*** Data records ***

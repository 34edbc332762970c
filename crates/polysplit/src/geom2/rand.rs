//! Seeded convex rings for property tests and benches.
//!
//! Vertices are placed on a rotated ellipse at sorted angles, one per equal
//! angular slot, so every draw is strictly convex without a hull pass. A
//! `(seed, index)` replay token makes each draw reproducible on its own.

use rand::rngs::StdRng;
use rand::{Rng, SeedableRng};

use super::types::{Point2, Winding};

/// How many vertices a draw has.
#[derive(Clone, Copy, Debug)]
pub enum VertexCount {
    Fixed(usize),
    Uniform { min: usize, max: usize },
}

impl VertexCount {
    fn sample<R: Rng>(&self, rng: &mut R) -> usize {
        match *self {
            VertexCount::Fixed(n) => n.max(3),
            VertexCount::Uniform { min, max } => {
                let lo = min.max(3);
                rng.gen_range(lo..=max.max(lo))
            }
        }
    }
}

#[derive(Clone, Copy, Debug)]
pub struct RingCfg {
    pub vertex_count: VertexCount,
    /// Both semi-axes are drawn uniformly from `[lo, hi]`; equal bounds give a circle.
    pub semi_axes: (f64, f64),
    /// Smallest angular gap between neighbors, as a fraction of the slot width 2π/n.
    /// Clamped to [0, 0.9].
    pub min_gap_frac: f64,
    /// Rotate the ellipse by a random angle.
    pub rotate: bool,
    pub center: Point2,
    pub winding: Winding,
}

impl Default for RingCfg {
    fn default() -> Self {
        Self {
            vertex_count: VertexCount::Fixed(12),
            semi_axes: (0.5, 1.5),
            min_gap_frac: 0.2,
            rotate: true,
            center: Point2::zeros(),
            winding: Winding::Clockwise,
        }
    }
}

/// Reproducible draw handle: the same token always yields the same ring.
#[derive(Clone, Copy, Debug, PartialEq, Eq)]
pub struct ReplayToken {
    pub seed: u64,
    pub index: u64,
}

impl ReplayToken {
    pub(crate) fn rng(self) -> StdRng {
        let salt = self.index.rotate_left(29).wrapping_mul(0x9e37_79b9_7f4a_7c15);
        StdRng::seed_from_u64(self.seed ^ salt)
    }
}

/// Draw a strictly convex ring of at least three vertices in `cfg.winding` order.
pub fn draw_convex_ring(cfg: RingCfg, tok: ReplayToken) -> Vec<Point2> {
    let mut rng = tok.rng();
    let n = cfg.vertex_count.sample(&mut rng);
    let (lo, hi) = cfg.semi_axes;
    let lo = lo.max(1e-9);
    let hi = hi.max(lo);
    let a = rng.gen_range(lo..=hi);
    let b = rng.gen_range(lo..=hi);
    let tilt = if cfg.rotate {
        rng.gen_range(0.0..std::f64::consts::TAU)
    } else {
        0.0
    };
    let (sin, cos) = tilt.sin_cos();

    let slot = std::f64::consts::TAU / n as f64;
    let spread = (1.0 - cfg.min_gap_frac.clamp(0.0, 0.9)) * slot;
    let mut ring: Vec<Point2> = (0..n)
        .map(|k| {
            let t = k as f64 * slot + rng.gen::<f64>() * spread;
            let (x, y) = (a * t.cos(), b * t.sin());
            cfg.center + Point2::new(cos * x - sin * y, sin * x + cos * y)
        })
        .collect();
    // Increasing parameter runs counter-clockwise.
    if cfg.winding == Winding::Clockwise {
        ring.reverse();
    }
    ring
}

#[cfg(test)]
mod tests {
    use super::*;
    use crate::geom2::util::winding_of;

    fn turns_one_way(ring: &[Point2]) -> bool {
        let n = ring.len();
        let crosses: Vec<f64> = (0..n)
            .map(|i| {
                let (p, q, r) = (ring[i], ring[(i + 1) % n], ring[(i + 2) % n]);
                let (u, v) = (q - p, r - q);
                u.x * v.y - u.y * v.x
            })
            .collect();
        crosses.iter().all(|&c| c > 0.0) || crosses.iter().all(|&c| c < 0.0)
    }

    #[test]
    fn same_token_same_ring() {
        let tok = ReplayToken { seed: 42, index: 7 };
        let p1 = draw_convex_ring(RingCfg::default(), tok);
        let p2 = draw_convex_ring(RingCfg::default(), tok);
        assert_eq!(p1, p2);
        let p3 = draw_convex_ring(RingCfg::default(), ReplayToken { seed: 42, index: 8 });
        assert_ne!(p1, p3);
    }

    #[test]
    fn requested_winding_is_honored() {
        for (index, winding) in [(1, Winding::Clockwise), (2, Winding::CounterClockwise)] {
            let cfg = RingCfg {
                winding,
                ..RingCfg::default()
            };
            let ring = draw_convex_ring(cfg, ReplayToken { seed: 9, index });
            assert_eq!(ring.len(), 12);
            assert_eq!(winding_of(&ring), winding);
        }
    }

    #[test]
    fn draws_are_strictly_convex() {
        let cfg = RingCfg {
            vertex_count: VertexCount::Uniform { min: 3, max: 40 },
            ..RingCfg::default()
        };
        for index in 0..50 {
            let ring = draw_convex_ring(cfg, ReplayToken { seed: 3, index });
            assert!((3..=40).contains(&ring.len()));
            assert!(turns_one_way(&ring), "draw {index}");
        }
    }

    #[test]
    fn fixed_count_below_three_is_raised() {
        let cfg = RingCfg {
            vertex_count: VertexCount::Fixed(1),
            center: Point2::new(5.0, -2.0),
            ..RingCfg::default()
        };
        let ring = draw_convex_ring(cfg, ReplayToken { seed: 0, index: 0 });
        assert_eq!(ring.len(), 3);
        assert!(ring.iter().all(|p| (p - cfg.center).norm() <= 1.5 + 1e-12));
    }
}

***
*** Data records ***

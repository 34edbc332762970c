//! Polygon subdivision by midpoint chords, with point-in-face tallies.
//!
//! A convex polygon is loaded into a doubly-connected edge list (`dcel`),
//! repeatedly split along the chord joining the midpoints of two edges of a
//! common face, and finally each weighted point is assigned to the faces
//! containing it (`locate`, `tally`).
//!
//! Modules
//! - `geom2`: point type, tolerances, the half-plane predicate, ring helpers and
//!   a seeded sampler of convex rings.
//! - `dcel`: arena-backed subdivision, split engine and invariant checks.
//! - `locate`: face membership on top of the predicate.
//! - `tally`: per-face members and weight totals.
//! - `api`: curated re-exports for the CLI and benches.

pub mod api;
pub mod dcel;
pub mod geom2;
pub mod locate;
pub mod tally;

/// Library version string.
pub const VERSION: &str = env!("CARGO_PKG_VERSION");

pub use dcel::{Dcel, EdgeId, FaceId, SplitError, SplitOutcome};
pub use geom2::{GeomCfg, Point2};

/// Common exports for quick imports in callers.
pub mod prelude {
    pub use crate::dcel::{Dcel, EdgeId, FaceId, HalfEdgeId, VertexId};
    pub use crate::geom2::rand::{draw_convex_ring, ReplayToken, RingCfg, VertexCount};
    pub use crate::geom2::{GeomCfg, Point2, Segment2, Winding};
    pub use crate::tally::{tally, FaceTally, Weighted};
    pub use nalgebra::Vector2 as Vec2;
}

***

Looking at the records above, report how many lines contain the word "crosses". Answer with the number only.

2